Required work ▸ Check each line of the data, and copy those where "still" appears.

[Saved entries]

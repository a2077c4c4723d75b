//! Error types for the embedding layer
//!
//! `EmbedError` classifies the failures the lifecycle manager reasons about
//! (bad configuration, boundary misuse). Failures raised by the interpreter
//! itself travel as `anyhow::Error` with context naming the step that failed.

use thiserror::Error;

#[derive(Debug, Clone, Error, PartialEq, Eq)]
pub enum EmbedError {
    /* ===================== Configuration ===================== */
    #[error("Invalid log level: {0}")]
    InvalidLogLevel(String),

    #[error("Unable to set Python program name: interpreter path contains a NUL byte")]
    PathDecode,

    #[error("Unable to set Python program name: path to interpreter too long ({len} characters, limit {max})")]
    PathTooLong { len: usize, max: usize },

    #[error("{var} only needs to be set to ~30 seconds")]
    AttachOutOfRange { var: &'static str },

    #[error("{var} must be set to an integer base 10 or omitted")]
    AttachInvalid { var: &'static str },

    /* ===================== Lifecycle ===================== */
    #[error("called from interpreter code, which is still running")]
    Reentrant,

    #[error("interpreter is not initialized")]
    NotInitialized,

    #[error("re-initializing the interpreter after shutdown is not supported")]
    AlreadyShutDown,
}

pub type Result<T, E = EmbedError> = std::result::Result<T, E>;
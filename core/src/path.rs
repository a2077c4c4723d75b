//! Interpreter path resolution
//!
//! The interpreter must learn its own executable path before it initializes,
//! otherwise it cannot find the virtual environment it belongs to. The path
//! comes from `SIMBRIDGE_PYTHON_BIN`; anything wrong with it means falling back
//! to the system-wide interpreter.
//!
//! The path stays raw bytes here. The interpreter decodes it with the host
//! locale, turning bytes that do not decode into lone surrogates, so a
//! virtual environment under a non-UTF-8 directory still works.

use std::ffi::{OsStr, OsString};
use std::fmt;

use tracing::{error, info};

use crate::config::PYTHON_BIN_VAR;
use crate::error::{EmbedError, Result};

/// Capacity of the interpreter's program-name buffer, in wide characters,
/// including the terminating NUL
#[cfg(unix)]
pub const MAX_PATH_CHARS: usize = libc::PATH_MAX as usize;
#[cfg(not(unix))]
pub const MAX_PATH_CHARS: usize = 260;

/// An interpreter path that fits the program-name buffer
#[derive(Debug, Clone, PartialEq, Eq)]
pub struct InterpreterPath {
    raw: OsString,
}

impl InterpreterPath {
    /// Bound-check a raw value
    pub fn decode(raw: &OsStr) -> Result<Self> {
        let bytes = raw.as_encoded_bytes();
        if bytes.contains(&0) {
            return Err(EmbedError::PathDecode);
        }

        let len = decoded_len(bytes);
        if len >= MAX_PATH_CHARS {
            return Err(EmbedError::PathTooLong {
                len,
                max: MAX_PATH_CHARS - 1,
            });
        }

        Ok(Self {
            raw: raw.to_os_string(),
        })
    }

    pub fn as_os_str(&self) -> &OsStr {
        &self.raw
    }
}

impl fmt::Display for InterpreterPath {
    fn fmt(&self, f: &mut fmt::Formatter<'_>) -> fmt::Result {
        f.write_str(&self.raw.to_string_lossy())
    }
}

/// Wide characters the path decodes to: one per character, plus one per
/// byte that is not valid UTF-8 (each becomes its own escape)
fn decoded_len(bytes: &[u8]) -> usize {
    bytes
        .utf8_chunks()
        .map(|chunk| chunk.valid().chars().count() + chunk.invalid().len())
        .sum()
}

/// Resolve the configured interpreter path, logging why when there is none
pub fn resolve(raw: Option<&OsStr>) -> Option<InterpreterPath> {
    let Some(raw) = raw else {
        info!("Did not detect Python virtual environment. Using system-wide Python interpreter");
        return None;
    };

    match InterpreterPath::decode(raw) {
        Ok(path) => Some(path),
        Err(err) => {
            error!("{}", err);
            info!("Python executable path ({}): {}", PYTHON_BIN_VAR, raw.to_string_lossy());
            None
        }
    }
}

Answer to this task ▸
    #[error("called from interpreter code, which is still running")]
//! virtual environment under a non-UTF-8 directory still works.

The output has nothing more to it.